What needs to be done
Where the string "over" shows up in a line of the records, copy that line.

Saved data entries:

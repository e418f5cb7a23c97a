use axum::extract::{Query, State};
use axum::http::StatusCode;
use axum::response::IntoResponse;
use axum::routing::{get, post};
use axum::{Json, Router};
use chrono::{DateTime, Utc};
use core_types::SpaceSnapshot;
use serde::{Deserialize, Serialize};

use crate::optimize::{
    feedback, optimize, space_snapshot, FeedbackRequest, FeedbackResponse, OptimizeRequest,
    OptimizeResponse,
};
use crate::state::AppState;

#[derive(Debug, Serialize, Deserialize, PartialEq)]
pub(crate) struct HealthResp {
    pub(crate) status: String,
    pub(crate) spaces: usize,
    pub(crate) pending: usize,
    pub(crate) started_at: DateTime<Utc>,
}

#[derive(Debug, Default, Deserialize)]
pub(crate) struct SpaceQuery {
    #[serde(default)]
    pub(crate) ctx: String,
}

pub(crate) fn build_router(state: AppState) -> Router {
    Router::new()
        .route("/optimize", post(optimize_handler))
        .route("/feedback", post(feedback_handler))
        .route("/space", get(space_handler))
        .route("/health", get(health))
        .route("/metrics", get(metrics))
        .with_state(state)
}

pub(crate) async fn optimize_handler(
    State(state): State<AppState>,
    Json(req): Json<OptimizeRequest>,
) -> Json<OptimizeResponse> {
    Json(optimize(&state.ctx, &req))
}

pub(crate) async fn feedback_handler(
    State(state): State<AppState>,
    Json(req): Json<FeedbackRequest>,
) -> Json<FeedbackResponse> {
    Json(feedback(&state.ctx, &req))
}

pub(crate) async fn space_handler(
    State(state): State<AppState>,
    Query(query): Query<SpaceQuery>,
) -> Json<SpaceSnapshot> {
    Json(space_snapshot(&state.ctx, &query.ctx))
}

pub(crate) async fn health(State(state): State<AppState>) -> Json<HealthResp> {
    Json(HealthResp {
        status: "ok".to_string(),
        spaces: state.ctx.spaces.len(),
        pending: state.ctx.pending.len(),
        started_at: state.started_at,
    })
}

async fn metrics(State(state): State<AppState>) -> impl IntoResponse {
    let body = state
        .prometheus
        .as_ref()
        .map(|handle| handle.render())
        .unwrap_or_default();
    (
        StatusCode::OK,
        [("content-type", "text/plain; version=0.0.4; charset=utf-8")],
        body,
    )
}
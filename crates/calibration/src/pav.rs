use anyhow::Result;
use async_trait::async_trait;
use core_types::{Calibrator, FitSample};

#[derive(Debug, Clone, Copy)]
struct Block {
    sum: f64,
    weight: f64,
    len: usize,
}

impl Block {
    fn mean(&self) -> f64 {
        self.sum / self.weight
    }
}

/// Weighted isotonic regression (pool adjacent violators).
///
/// Returns the non-decreasing sequence closest to `values` in weighted
/// least squares. Missing or non-positive weights count as 1.
pub fn isotonic_fit(values: &[f64], weights: Option<&[f64]>) -> Vec<f64> {
    let mut blocks: Vec<Block> = Vec::with_capacity(values.len());
    for (i, &y) in values.iter().enumerate() {
        let w = weights
            .and_then(|ws| ws.get(i).copied())
            .filter(|w| *w > 0.0 && w.is_finite())
            .unwrap_or(1.0);
        blocks.push(Block {
            sum: y * w,
            weight: w,
            len: 1,
        });
        while blocks.len() >= 2 {
            let last = blocks[blocks.len() - 1];
            let prev = blocks[blocks.len() - 2];
            if prev.mean() <= last.mean() {
                break;
            }
            blocks.pop();
            if let Some(merged) = blocks.last_mut() {
                merged.sum += last.sum;
                merged.weight += last.weight;
                merged.len += last.len;
            }
        }
    }

    let mut fitted = Vec::with_capacity(values.len());
    for block in &blocks {
        let mean = block.mean();
        fitted.extend(std::iter::repeat(mean).take(block.len));
    }
    fitted
}

/// In-process monotone fitter over bucket win rates.
#[derive(Debug, Clone, Copy, Default)]
pub struct PoolAdjacentViolators;

#[async_trait]
impl Calibrator for PoolAdjacentViolators {
    async fn fit(&self, samples: &[FitSample]) -> Result<Vec<f64>> {
        // fit in price order, report in input order
        let mut order: Vec<usize> = (0..samples.len()).collect();
        order.sort_by(|a, b| samples[*a].price.total_cmp(&samples[*b].price));
        let sorted: Vec<f64> = order.iter().map(|i| samples[*i].pr).collect();

        let mut out = vec![0.0; samples.len()];
        for (slot, value) in order.into_iter().zip(isotonic_fit(&sorted, None)) {
            out[slot] = value;
        }
        Ok(out)
    }

    fn name(&self) -> &'static str {
        "pav"
    }
}

#[cfg(test)]
mod tests {
    use super::*;

    fn close(a: &[f64], b: &[f64]) -> bool {
        a.len() == b.len() && a.iter().zip(b).all(|(x, y)| (x - y).abs() < 1e-12)
    }

    #[test]
    fn pools_single_violation() {
        let got = isotonic_fit(&[0.1, 0.5, 0.3, 0.7], None);
        assert!(close(&got, &[0.1, 0.4, 0.4, 0.7]), "{got:?}");
    }

    #[test]
    fn monotone_input_is_unchanged() {
        let input = [0.1, 0.2, 0.2, 0.9];
        assert!(close(&isotonic_fit(&input, None), &input));
    }

    #[test]
    fn decreasing_input_collapses_to_mean() {
        let got = isotonic_fit(&[0.9, 0.6, 0.3], None);
        assert!(close(&got, &[0.6, 0.6, 0.6]), "{got:?}");
    }

    #[test]
    fn weights_pull_pooled_value() {
        let got = isotonic_fit(&[0.8, 0.2], Some(&[3.0, 1.0]));
        assert!(close(&got, &[0.65, 0.65]), "{got:?}");
    }

    #[tokio::test]
    async fn calibrator_keeps_input_order() {
        let samples = [
            FitSample { price: 3.0, pr: 0.2 },
            FitSample { price: 1.0, pr: 0.1 },
            FitSample { price: 2.0, pr: 0.5 },
        ];
        let got = PoolAdjacentViolators.fit(&samples).await.expect("fit");
        // price order is 1.0, 2.0, 3.0 -> [0.1, 0.35, 0.35]
        assert!(close(&got, &[0.35, 0.1, 0.35]), "{got:?}");
        assert!(PoolAdjacentViolators.fit(&[]).await.expect("empty").is_empty());
    }
}
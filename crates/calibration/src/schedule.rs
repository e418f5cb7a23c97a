use std::sync::Arc;
use std::time::{Duration, Instant};

use core_types::{Calibrator, FitSample};
use price_space::PriceSpace;
use tokio::task::{JoinHandle, JoinSet};
use tokio::time::MissedTickBehavior;

#[derive(Debug, Clone, PartialEq)]
pub struct CalibrationSettings {
    pub poll_interval: Duration,
    /// Explorations since the last run needed to trigger a new one.
    pub threshold: u64,
    pub fit_timeout: Duration,
}

impl Default for CalibrationSettings {
    fn default() -> Self {
        Self {
            poll_interval: Duration::from_secs(10),
            threshold: 100,
            fit_timeout: Duration::from_secs(30),
        }
    }
}

#[derive(Debug, Clone, Copy, Default, PartialEq, Eq)]
pub struct CalibrationReport {
    pub applied: usize,
    pub skipped: usize,
}

/// Refits every level of `space` once.
///
/// Levels are fitted concurrently and independently; a failed, timed out or
/// inconsistent fit keeps that level's previous curve. The space is marked
/// calibrated, at its exploration count from before the fits, only once
/// every level has been joined.
pub async fn calibrate_once(
    space: &PriceSpace,
    calibrator: Arc<dyn Calibrator>,
    fit_timeout: Duration,
) -> CalibrationReport {
    let context = space.context_hash().to_string();
    let explored = space.exploration_count();
    let per_level = space.calibration_samples();

    let mut fits = JoinSet::new();
    for (level, samples) in per_level.into_iter().enumerate() {
        let calibrator = calibrator.clone();
        fits.spawn(async move {
            let started = Instant::now();
            let result = tokio::time::timeout(fit_timeout, calibrator.fit(&samples)).await;
            (level, samples, result, started.elapsed())
        });
    }

    let mut report = CalibrationReport::default();
    while let Some(joined) = fits.join_next().await {
        let (level, samples, result, took) = match joined {
            Ok(done) => done,
            Err(err) => {
                tracing::warn!(context = %context, ?err, "calibration task aborted");
                report.skipped += 1;
                continue;
            }
        };
        metrics::histogram!("optimizer.calibration.fit_ms").record(took.as_secs_f64() * 1_000.0);
        if apply(space, &context, level, &samples, result, calibrator.name()) {
            report.applied += 1;
            metrics::counter!("optimizer.calibration.applied").increment(1);
        } else {
            report.skipped += 1;
            metrics::counter!("optimizer.calibration.skipped").increment(1);
        }
    }
    space.mark_calibrated(explored);
    tracing::info!(
        context = %context,
        applied = report.applied,
        skipped = report.skipped,
        calibrator = calibrator.name(),
        "calibration finished"
    );
    report
}

fn apply(
    space: &PriceSpace,
    context: &str,
    level: usize,
    samples: &[FitSample],
    result: Result<anyhow::Result<Vec<f64>>, tokio::time::error::Elapsed>,
    calibrator: &str,
) -> bool {
    match result {
        Ok(Ok(fitted)) => match space.apply_fit(level, samples, &fitted) {
            Ok(()) => true,
            Err(err) => {
                tracing::error!(
                    context,
                    level,
                    calibrator,
                    error = %err,
                    "calibrator broke the fit contract; keeping previous curve"
                );
                false
            }
        },
        Ok(Err(err)) => {
            tracing::warn!(context, level, calibrator, error = ?err, "fit failed");
            false
        }
        Err(_) => {
            tracing::warn!(context, level, calibrator, "fit timed out");
            false
        }
    }
}

/// Polls `space` and recalibrates once enough explorations have accumulated.
/// The task ends when the space is dropped.
pub fn spawn_calibration_loop(
    space: &Arc<PriceSpace>,
    calibrator: Arc<dyn Calibrator>,
    settings: CalibrationSettings,
) -> JoinHandle<()> {
    let space = Arc::downgrade(space);
    tokio::spawn(async move {
        let mut ticker = tokio::time::interval(settings.poll_interval.max(Duration::from_millis(1)));
        ticker.set_missed_tick_behavior(MissedTickBehavior::Delay);
        loop {
            ticker.tick().await;
            let Some(space) = space.upgrade() else {
                tracing::debug!("price space dropped; calibration loop exiting");
                break;
            };
            if space.pending_calibration() < settings.threshold {
                continue;
            }
            calibrate_once(&space, calibrator.clone(), settings.fit_timeout).await;
        }
    })
}

#[cfg(test)]
mod tests {
    use std::sync::atomic::{AtomicUsize, Ordering};

    use anyhow::{bail, Result};
    use async_trait::async_trait;
    use core_types::{ExploreRecord, PricingConfig, SpaceDesc};

    use super::*;
    use crate::PoolAdjacentViolators;

    fn space() -> Arc<PriceSpace> {
        let desc = SpaceDesc {
            context_hash: "ctx".to_string(),
            min_price: 0.1,
            max_price: 5.0,
        };
        let cfg = PricingConfig {
            buckets_per_level: 8,
            ..PricingConfig::default()
        };
        Arc::new(PriceSpace::with_seed(&desc, &cfg, 21).expect("space"))
    }

    /// Pushes a falling win rate into every level so the raw estimates are
    /// not monotone.
    fn train(space: &PriceSpace) {
        for (level, partition) in space.levels().iter().enumerate() {
            for bucket in 0..partition.bucket_count() {
                let mut slots = vec![None; space.levels().len()];
                slots[level] = Some(bucket);
                let record = ExploreRecord::new("ctx", slots);
                for k in 0..10 {
                    space.update(&record, k < 10 - bucket);
                }
            }
        }
    }

    struct FailingFitter;

    #[async_trait]
    impl Calibrator for FailingFitter {
        async fn fit(&self, _: &[FitSample]) -> Result<Vec<f64>> {
            bail!("fitter unavailable")
        }

        fn name(&self) -> &'static str {
            "failing"
        }
    }

    struct ShiftingFitter;

    #[async_trait]
    impl Calibrator for ShiftingFitter {
        async fn fit(&self, samples: &[FitSample]) -> Result<Vec<f64>> {
            Ok(vec![0.5; samples.len() + 1])
        }

        fn name(&self) -> &'static str {
            "shifting"
        }
    }

    struct SlowFitter;

    #[async_trait]
    impl Calibrator for SlowFitter {
        async fn fit(&self, samples: &[FitSample]) -> Result<Vec<f64>> {
            tokio::time::sleep(Duration::from_secs(5)).await;
            Ok(vec![0.5; samples.len()])
        }

        fn name(&self) -> &'static str {
            "slow"
        }
    }

    #[derive(Default)]
    struct CountingFitter {
        calls: AtomicUsize,
    }

    #[async_trait]
    impl Calibrator for CountingFitter {
        async fn fit(&self, samples: &[FitSample]) -> Result<Vec<f64>> {
            self.calls.fetch_add(1, Ordering::SeqCst);
            tokio::time::sleep(Duration::from_millis(30)).await;
            Ok(vec![0.25; samples.len()])
        }

        fn name(&self) -> &'static str {
            "counting"
        }
    }

    #[tokio::test]
    async fn pav_fit_is_applied_and_monotone() {
        let space = space();
        train(&space);
        let report =
            calibrate_once(&space, Arc::new(PoolAdjacentViolators), Duration::from_secs(1)).await;
        assert_eq!(report, CalibrationReport { applied: 3, skipped: 0 });
        for level in 0..3 {
            let curve = space.curve(level).expect("curve");
            assert!(curve.windows(2).all(|w| w[0] <= w[1]), "{curve:?}");
            assert!(curve.iter().all(|p| (0.0..=1.0).contains(p)));
            assert_ne!(curve, vec![0.5; 8]);
        }
    }

    #[tokio::test]
    async fn failing_fitter_keeps_prior_curve() {
        let space = space();
        train(&space);
        let report = calibrate_once(&space, Arc::new(FailingFitter), Duration::from_secs(1)).await;
        assert_eq!(report, CalibrationReport { applied: 0, skipped: 3 });
        assert_eq!(space.curve(0), Some(vec![0.5; 8]));
    }

    #[tokio::test]
    async fn inconsistent_fit_is_skipped() {
        let space = space();
        let report = calibrate_once(&space, Arc::new(ShiftingFitter), Duration::from_secs(1)).await;
        assert_eq!(report.skipped, 3);
        assert_eq!(space.curve(2), Some(vec![0.5; 8]));
    }

    #[tokio::test]
    async fn slow_fitter_times_out() {
        let space = space();
        let started = Instant::now();
        let report = calibrate_once(&space, Arc::new(SlowFitter), Duration::from_millis(20)).await;
        assert_eq!(report.skipped, 3);
        assert!(started.elapsed() < Duration::from_secs(2));
    }

    #[tokio::test]
    async fn calibrated_mark_follows_the_fits() {
        let space = space();
        let mut now = Instant::now() + Duration::from_secs(60);
        while space.exploration_count() < 2 {
            now += Duration::from_secs(5);
            let _ = space.explore_at(0.2, 4.9, now);
        }
        let fitter = Arc::new(CountingFitter::default());
        let run = calibrate_once(&space, fitter.clone(), Duration::from_secs(1));
        tokio::pin!(run);

        // fits are sleeping; nothing may be marked yet
        assert!(tokio::time::timeout(Duration::from_millis(10), &mut run).await.is_err());
        assert_eq!(space.last_calibrated(), 0);
        assert_eq!(space.pending_calibration(), 2);

        let report = run.await;
        assert_eq!(report, CalibrationReport { applied: 3, skipped: 0 });
        assert_eq!(space.last_calibrated(), 2);
        assert_eq!(space.pending_calibration(), 0);
    }

    #[tokio::test(flavor = "multi_thread", worker_threads = 2)]
    async fn loop_waits_for_threshold() {
        let space = space();
        let fitter = Arc::new(CountingFitter::default());
        let settings = CalibrationSettings {
            poll_interval: Duration::from_millis(5),
            threshold: 3,
            fit_timeout: Duration::from_secs(1),
        };
        let handle = spawn_calibration_loop(&space, fitter.clone(), settings);

        tokio::time::sleep(Duration::from_millis(40)).await;
        assert_eq!(fitter.calls.load(Ordering::SeqCst), 0);

        let mut now = Instant::now() + Duration::from_secs(60);
        while space.exploration_count() < 3 {
            now += Duration::from_secs(5);
            let _ = space.explore_at(0.2, 4.9, now);
        }
        let deadline = Instant::now() + Duration::from_secs(2);
        while space.last_calibrated() == 0 && Instant::now() < deadline {
            tokio::time::sleep(Duration::from_millis(5)).await;
        }
        // the mark is written after all three level fits have been joined
        assert!(space.last_calibrated() >= 3);
        assert!(fitter.calls.load(Ordering::SeqCst) >= 3);
        assert_eq!(space.curve(1), Some(vec![0.25; 8]));
        handle.abort();
    }

    #[tokio::test]
    async fn loop_exits_when_space_dropped() {
        let space = space();
        let handle = spawn_calibration_loop(
            &space,
            Arc::new(PoolAdjacentViolators),
            CalibrationSettings {
                poll_interval: Duration::from_millis(5),
                ..CalibrationSettings::default()
            },
        );
        drop(space);
        tokio::time::timeout(Duration::from_secs(1), handle)
            .await
            .expect("loop exits")
            .expect("join");
    }
}
//! Ordered attribute index: key -> nodes.

use canopy_core::{AttributeKind, AttributeValue, IndexKey, Indexable};
use canopy_registry::Registry;
use canopy_tree::NodeHandle;
use std::collections::BTreeMap;
use std::fmt;
use std::ops::Bound;

/// Extracts the index key from an attribute stored under one concrete type.
pub(crate) type KeyExtractor = fn(&AttributeValue) -> Option<IndexKey>;

pub(crate) fn extract_key<T: Indexable>(value: &AttributeValue) -> Option<IndexKey> {
    value.downcast_ref::<T>().map(Indexable::index_key)
}

/// Index over one (attribute name, attribute type) pair.
pub(crate) struct AttributeIndex {
    kind: AttributeKind,
    extract: KeyExtractor,
    /// Nodes per key, in traversal order within a key.
    entries: BTreeMap<IndexKey, Vec<NodeHandle>>,
}

impl AttributeIndex {
    pub(crate) fn new(kind: AttributeKind, extract: KeyExtractor) -> Self {
        Self {
            kind,
            extract,
            entries: BTreeMap::new(),
        }
    }

    /// An empty index for attributes of type `T`.
    pub(crate) fn of<T: Indexable>() -> Self {
        Self::new(AttributeKind::of::<T>(), extract_key::<T>)
    }

    pub(crate) fn kind(&self) -> AttributeKind {
        self.kind
    }

    /// Rebuild from scratch by traversing the whole forest.
    pub(crate) fn rebuild(&mut self, attr_name: &str, registry: &Registry) {
        self.entries.clear();
        let extract = self.extract;
        let mut indexed = 0usize;
        registry.traverse_nodes(|node| {
            let key = node.borrow().attribute_value(attr_name).and_then(extract);
            if let Some(key) = key {
                self.entries.entry(key).or_default().push(node.clone());
                indexed += 1;
            }
        });
        tracing::debug!(
            attribute = %attr_name,
            kind = %self.kind,
            nodes = indexed,
            keys = self.entries.len(),
            "built attribute index"
        );
    }

    pub(crate) fn find_exact(&self, key: &IndexKey) -> Vec<NodeHandle> {
        self.entries.get(key).cloned().unwrap_or_default()
    }

    /// Nodes whose key falls within the bounds, ascending by key.
    pub(crate) fn find_range(&self, lower: Bound<IndexKey>, upper: Bound<IndexKey>) -> Vec<NodeHandle> {
        if is_empty_range(&lower, &upper) {
            return Vec::new();
        }
        self.entries
            .range((lower, upper))
            .flat_map(|(_, nodes)| nodes.iter().cloned())
            .collect()
    }
}

impl fmt::Debug for AttributeIndex {
    fn fmt(&self, f: &mut fmt::Formatter<'_>) -> fmt::Result {
        f.debug_struct("AttributeIndex")
            .field("kind", &self.kind)
            .field("entries", &self.entries)
            .finish()
    }
}

/// `BTreeMap::range` panics on inverted bounds; those ranges select nothing.
fn is_empty_range(lower: &Bound<IndexKey>, upper: &Bound<IndexKey>) -> bool {
    match (lower, upper) {
        (Bound::Included(lo), Bound::Included(hi)) => lo > hi,
        (Bound::Included(lo), Bound::Excluded(hi))
        | (Bound::Excluded(lo), Bound::Included(hi))
        | (Bound::Excluded(lo), Bound::Excluded(hi)) => lo >= hi,
        _ => false,
    }
}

Answer
/// In-process monotone fitter over bucket win rates.
/// Index over one (attribute name, attribute type) pair.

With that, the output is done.